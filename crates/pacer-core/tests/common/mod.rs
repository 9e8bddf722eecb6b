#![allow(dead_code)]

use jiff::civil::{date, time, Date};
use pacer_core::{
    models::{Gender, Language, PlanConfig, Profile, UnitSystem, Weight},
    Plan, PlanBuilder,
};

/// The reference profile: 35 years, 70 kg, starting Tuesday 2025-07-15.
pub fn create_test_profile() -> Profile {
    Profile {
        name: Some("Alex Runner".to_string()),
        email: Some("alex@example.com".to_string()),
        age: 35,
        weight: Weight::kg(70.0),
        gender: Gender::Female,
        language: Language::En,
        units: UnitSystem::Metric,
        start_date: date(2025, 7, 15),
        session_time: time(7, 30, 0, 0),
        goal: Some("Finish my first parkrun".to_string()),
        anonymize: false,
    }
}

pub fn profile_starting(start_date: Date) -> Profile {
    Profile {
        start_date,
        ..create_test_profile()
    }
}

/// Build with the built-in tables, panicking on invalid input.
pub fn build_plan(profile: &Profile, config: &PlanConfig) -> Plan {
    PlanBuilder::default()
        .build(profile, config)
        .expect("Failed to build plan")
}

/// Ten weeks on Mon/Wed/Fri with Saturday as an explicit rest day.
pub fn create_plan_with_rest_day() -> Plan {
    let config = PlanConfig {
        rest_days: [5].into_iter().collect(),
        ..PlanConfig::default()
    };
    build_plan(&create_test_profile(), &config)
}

==

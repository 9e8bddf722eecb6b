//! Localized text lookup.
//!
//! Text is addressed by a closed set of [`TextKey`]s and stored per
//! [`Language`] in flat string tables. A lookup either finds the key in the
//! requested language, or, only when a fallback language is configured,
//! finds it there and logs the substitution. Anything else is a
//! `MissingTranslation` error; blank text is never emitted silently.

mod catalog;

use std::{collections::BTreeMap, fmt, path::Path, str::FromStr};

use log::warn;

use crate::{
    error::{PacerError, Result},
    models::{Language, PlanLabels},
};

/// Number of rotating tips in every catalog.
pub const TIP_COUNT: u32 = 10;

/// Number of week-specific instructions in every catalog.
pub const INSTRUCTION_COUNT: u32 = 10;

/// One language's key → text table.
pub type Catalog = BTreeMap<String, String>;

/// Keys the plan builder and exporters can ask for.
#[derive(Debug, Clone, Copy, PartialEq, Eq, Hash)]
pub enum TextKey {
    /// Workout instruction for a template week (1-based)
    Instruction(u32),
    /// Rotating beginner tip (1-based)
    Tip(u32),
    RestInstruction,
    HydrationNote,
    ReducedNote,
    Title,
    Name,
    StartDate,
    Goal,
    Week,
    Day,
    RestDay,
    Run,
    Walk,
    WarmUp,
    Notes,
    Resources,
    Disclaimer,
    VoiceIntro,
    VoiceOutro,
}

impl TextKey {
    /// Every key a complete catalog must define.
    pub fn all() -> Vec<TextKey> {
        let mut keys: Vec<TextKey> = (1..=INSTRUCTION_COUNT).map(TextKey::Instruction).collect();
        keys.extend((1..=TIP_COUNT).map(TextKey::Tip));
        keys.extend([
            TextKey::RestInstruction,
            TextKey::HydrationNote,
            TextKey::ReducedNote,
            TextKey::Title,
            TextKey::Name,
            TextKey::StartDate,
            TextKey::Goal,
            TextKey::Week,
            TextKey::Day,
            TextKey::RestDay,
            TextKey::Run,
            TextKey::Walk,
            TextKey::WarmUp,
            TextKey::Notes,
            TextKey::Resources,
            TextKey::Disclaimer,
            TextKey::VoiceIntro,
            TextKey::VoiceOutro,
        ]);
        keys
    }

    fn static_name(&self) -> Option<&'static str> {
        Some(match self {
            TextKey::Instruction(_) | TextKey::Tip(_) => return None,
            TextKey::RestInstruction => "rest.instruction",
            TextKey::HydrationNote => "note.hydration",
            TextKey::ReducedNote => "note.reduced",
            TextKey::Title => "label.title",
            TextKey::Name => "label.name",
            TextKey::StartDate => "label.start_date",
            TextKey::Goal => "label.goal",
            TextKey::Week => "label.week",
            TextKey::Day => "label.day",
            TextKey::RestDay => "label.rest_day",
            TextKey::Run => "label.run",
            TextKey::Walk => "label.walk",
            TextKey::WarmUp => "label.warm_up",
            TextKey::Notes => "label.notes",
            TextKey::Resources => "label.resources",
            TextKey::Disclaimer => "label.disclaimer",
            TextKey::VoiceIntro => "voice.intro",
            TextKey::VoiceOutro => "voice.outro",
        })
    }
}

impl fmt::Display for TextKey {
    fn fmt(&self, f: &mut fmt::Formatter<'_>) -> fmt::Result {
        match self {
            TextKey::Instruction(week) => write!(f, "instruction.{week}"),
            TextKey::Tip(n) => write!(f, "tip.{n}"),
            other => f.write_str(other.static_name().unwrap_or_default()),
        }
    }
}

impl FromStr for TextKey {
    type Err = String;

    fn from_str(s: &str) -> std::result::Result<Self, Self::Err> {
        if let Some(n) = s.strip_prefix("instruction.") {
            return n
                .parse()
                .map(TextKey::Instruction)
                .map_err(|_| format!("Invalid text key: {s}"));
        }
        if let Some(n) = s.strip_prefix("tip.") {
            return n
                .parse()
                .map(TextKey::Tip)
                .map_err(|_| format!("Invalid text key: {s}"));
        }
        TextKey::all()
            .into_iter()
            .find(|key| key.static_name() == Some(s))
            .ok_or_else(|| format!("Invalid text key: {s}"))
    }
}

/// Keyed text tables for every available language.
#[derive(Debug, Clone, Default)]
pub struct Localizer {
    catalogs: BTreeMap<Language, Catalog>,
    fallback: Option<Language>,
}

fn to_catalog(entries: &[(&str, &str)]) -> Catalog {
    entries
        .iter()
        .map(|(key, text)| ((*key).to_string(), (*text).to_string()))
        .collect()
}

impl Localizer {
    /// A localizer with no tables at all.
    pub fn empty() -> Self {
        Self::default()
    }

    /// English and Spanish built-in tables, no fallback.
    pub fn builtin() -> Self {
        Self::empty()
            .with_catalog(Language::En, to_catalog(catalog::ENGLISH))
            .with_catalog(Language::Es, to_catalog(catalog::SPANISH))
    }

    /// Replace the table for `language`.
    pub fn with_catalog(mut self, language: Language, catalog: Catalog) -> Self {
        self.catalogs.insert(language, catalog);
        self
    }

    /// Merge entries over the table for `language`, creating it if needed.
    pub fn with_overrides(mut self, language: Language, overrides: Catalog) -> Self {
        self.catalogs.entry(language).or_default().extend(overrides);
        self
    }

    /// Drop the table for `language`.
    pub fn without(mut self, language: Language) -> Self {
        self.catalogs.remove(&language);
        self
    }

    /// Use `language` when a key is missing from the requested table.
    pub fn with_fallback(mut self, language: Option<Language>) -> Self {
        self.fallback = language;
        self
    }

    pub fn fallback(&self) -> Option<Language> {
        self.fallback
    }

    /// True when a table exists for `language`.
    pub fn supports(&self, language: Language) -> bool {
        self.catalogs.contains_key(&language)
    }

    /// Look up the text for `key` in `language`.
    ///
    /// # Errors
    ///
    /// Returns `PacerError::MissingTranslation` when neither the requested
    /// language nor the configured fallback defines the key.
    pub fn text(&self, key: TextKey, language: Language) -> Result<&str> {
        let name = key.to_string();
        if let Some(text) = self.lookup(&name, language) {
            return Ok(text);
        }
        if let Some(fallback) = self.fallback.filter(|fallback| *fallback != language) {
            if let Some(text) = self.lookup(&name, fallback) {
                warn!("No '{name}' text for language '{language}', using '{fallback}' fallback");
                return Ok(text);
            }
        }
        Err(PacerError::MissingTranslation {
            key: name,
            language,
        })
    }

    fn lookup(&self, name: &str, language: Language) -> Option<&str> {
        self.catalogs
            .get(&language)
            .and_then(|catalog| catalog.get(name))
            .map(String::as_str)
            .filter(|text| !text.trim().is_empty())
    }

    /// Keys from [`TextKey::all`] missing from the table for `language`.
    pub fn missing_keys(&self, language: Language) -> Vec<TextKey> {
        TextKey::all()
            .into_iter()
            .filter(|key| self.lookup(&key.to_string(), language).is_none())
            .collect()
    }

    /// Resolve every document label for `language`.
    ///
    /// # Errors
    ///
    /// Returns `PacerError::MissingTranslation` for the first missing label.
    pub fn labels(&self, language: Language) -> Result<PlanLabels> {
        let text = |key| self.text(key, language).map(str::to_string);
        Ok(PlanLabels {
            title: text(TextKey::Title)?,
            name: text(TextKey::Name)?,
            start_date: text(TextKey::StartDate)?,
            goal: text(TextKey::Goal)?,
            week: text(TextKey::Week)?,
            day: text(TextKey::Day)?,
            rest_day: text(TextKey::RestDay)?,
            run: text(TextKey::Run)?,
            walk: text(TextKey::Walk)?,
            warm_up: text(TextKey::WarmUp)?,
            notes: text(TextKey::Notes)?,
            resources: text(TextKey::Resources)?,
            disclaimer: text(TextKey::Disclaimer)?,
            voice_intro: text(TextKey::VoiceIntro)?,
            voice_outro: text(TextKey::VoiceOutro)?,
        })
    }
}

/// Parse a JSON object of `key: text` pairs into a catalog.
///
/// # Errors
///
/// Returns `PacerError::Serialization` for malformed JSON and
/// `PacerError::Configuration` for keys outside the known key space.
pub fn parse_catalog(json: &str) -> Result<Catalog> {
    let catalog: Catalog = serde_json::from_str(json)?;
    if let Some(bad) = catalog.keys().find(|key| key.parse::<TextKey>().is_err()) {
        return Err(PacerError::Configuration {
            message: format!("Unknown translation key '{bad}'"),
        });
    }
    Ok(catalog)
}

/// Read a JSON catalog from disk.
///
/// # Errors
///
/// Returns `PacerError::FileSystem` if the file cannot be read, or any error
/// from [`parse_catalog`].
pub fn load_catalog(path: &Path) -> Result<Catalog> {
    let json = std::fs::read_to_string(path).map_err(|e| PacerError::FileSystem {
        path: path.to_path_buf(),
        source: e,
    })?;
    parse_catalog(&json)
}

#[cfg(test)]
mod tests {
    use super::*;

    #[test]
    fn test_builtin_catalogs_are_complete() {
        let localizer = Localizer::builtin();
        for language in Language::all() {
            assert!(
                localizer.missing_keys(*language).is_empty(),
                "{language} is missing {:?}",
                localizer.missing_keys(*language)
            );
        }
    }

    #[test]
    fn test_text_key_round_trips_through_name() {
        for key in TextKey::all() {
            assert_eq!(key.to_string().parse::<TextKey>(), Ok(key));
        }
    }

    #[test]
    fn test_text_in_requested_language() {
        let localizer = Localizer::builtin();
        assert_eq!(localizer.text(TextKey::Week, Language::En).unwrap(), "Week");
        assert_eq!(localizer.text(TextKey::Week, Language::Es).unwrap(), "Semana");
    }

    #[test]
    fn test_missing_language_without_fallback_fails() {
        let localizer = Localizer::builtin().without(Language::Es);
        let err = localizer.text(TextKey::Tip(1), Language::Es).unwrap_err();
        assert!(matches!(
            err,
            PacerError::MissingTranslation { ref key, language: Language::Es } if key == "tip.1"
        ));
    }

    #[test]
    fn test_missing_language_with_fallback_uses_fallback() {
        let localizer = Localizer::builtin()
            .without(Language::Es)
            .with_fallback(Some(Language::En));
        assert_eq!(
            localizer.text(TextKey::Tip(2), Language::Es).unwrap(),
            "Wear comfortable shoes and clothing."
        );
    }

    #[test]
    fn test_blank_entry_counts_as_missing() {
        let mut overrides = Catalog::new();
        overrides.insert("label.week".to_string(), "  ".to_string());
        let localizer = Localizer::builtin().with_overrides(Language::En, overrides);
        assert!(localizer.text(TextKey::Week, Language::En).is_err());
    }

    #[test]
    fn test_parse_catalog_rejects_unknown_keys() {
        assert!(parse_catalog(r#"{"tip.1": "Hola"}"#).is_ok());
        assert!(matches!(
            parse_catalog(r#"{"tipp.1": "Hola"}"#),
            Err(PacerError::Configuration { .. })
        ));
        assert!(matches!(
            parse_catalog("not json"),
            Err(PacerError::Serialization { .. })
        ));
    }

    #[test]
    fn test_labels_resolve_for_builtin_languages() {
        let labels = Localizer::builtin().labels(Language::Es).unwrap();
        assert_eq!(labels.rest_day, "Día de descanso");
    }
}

--

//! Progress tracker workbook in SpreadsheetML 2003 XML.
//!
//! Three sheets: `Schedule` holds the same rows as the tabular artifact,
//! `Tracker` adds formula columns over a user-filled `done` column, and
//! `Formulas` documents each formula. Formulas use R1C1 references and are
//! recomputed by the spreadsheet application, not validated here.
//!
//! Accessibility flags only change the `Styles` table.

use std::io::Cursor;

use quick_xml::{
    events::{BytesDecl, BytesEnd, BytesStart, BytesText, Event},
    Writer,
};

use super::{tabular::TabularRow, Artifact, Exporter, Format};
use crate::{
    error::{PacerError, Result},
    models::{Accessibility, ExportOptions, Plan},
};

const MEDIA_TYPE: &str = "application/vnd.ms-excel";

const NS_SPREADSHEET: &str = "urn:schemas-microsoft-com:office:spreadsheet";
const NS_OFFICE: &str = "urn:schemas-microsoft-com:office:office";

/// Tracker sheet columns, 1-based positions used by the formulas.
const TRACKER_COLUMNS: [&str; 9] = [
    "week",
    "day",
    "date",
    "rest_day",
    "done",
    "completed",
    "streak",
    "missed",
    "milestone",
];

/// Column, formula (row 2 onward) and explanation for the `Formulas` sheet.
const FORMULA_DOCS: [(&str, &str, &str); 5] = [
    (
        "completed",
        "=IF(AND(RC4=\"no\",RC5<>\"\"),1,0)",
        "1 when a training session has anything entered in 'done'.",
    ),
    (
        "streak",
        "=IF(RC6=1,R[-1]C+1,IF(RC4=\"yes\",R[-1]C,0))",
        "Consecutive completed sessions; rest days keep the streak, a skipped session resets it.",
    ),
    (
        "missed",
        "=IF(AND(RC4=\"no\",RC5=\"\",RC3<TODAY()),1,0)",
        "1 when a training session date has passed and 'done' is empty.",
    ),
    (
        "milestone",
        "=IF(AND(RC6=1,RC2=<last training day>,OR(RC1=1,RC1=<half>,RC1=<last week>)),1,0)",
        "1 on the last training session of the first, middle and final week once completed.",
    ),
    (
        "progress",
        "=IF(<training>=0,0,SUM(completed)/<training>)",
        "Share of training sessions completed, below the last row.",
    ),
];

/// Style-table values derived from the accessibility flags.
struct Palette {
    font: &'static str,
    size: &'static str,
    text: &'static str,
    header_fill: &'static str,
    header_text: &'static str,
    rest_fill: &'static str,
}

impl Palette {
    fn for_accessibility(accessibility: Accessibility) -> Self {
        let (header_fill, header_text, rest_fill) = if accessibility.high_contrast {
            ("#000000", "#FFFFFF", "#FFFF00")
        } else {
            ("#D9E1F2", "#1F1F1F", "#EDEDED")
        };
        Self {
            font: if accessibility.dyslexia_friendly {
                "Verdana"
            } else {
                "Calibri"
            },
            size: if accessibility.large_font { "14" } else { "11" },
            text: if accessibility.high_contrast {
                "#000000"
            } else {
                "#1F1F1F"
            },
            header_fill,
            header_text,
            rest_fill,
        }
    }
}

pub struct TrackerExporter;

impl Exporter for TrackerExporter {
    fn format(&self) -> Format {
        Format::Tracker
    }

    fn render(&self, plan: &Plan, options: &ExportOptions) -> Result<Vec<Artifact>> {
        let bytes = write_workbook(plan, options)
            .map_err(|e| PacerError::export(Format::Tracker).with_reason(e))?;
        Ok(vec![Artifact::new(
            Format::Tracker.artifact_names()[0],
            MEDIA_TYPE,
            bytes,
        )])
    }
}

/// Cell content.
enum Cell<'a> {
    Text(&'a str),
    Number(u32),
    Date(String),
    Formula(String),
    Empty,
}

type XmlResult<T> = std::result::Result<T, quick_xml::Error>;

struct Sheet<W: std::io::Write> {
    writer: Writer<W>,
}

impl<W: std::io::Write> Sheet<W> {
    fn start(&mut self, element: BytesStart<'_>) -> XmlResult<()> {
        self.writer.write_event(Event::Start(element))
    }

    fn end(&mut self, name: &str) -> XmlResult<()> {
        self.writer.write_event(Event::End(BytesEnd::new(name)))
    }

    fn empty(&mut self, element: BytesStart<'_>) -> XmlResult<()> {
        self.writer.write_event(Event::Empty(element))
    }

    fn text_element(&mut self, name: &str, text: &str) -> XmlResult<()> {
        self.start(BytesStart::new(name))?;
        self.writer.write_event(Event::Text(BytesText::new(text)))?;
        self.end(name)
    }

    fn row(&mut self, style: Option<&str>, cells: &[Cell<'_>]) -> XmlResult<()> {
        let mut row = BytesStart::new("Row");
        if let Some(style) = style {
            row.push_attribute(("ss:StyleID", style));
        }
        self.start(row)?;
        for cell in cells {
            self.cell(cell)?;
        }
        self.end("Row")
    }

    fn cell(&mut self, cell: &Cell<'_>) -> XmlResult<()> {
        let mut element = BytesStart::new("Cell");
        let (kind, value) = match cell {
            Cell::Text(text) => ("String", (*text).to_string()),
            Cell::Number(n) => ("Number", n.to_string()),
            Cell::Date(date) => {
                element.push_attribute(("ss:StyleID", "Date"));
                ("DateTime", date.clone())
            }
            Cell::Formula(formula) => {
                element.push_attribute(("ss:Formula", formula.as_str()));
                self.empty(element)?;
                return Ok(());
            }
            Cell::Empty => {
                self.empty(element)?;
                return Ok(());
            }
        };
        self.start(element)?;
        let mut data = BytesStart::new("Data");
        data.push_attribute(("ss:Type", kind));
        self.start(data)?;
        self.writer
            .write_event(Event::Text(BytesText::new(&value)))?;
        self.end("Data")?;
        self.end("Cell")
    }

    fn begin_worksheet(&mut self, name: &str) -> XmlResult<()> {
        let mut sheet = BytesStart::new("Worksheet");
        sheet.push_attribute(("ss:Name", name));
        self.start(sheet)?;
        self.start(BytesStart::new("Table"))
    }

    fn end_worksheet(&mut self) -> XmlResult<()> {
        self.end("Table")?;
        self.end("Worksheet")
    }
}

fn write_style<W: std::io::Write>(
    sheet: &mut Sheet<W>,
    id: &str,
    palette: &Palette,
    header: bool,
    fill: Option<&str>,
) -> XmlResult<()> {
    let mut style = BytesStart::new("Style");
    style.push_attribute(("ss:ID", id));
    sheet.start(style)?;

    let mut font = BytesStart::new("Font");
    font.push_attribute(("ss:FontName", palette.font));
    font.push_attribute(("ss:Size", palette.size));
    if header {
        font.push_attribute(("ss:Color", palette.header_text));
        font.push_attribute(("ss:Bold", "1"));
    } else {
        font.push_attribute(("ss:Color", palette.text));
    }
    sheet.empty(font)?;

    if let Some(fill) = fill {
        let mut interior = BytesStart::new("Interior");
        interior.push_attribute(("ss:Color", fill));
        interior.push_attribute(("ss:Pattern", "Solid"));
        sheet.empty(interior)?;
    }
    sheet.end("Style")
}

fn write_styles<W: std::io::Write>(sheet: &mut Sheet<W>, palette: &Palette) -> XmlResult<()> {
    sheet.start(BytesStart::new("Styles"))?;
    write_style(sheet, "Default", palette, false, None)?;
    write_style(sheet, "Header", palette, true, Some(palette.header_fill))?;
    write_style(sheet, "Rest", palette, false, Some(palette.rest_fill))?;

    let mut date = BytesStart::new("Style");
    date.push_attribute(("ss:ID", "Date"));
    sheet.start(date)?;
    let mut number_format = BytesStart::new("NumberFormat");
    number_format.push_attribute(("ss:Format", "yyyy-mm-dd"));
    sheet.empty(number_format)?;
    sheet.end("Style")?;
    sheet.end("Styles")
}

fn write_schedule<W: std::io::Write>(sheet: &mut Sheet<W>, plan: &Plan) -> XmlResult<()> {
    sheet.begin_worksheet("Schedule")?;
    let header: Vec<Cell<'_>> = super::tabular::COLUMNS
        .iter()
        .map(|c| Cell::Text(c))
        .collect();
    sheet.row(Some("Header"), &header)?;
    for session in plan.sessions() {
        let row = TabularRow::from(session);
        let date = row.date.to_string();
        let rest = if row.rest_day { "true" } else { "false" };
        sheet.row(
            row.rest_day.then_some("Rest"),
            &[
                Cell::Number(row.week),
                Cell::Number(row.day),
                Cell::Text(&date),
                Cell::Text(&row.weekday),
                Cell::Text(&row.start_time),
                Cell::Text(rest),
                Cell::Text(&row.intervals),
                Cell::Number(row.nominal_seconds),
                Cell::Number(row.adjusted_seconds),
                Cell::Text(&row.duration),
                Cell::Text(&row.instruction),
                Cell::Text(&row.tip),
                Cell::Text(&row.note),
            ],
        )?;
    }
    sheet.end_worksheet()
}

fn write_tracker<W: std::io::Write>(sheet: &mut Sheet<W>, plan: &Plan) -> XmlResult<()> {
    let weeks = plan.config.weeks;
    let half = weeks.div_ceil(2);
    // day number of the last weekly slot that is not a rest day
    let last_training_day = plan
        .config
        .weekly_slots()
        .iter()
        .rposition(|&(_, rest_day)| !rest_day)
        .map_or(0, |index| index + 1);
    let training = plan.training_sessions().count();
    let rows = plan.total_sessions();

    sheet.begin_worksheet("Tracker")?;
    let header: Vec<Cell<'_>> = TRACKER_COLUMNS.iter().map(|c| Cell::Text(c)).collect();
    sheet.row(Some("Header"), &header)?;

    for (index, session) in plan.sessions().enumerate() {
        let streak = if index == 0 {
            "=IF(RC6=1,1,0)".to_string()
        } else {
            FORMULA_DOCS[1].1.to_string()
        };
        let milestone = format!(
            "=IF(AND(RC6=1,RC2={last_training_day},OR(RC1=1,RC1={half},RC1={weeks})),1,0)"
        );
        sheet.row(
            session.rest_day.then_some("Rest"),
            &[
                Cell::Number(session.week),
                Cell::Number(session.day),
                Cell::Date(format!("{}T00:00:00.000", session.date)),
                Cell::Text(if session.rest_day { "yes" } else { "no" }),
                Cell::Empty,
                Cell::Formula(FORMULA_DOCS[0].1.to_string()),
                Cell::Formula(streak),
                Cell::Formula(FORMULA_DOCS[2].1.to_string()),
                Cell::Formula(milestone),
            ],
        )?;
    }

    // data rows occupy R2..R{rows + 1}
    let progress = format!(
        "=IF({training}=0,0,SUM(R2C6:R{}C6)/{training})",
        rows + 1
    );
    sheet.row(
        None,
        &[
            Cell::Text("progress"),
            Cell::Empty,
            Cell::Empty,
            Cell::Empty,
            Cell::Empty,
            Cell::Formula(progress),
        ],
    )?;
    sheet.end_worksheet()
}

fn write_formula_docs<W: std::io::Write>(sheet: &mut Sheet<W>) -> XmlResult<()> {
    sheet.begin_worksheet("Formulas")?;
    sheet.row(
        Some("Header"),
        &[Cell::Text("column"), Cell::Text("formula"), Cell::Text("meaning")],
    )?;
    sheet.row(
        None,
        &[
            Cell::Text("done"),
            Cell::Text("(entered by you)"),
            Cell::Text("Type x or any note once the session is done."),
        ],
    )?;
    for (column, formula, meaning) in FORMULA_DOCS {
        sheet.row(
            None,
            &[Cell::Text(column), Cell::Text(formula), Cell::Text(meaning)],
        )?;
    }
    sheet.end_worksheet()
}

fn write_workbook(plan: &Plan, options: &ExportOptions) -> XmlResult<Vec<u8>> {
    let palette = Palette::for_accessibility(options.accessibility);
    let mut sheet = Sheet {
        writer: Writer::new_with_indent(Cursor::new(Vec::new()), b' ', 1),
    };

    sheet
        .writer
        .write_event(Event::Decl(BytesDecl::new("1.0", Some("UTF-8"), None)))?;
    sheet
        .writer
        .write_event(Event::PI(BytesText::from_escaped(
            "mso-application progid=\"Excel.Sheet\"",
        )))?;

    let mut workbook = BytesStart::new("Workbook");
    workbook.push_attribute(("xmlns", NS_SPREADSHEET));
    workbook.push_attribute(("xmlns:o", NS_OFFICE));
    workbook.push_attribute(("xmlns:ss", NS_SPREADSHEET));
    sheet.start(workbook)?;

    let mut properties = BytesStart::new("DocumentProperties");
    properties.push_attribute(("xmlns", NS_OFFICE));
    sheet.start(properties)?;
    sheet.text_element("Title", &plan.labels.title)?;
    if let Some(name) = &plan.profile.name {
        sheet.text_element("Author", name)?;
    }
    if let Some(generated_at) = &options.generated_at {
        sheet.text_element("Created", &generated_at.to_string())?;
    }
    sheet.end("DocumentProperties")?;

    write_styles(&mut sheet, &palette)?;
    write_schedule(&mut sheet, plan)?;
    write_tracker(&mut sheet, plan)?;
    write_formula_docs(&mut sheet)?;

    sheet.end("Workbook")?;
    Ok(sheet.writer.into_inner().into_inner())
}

_Work item_
I would like you to report every line in the listing above that contains "extend".

_Exercise result_
        keys.extend((1..=TIP_COUNT).map(TextKey::Tip));
        keys.extend([
        self.catalogs.entry(language).or_default().extend(overrides);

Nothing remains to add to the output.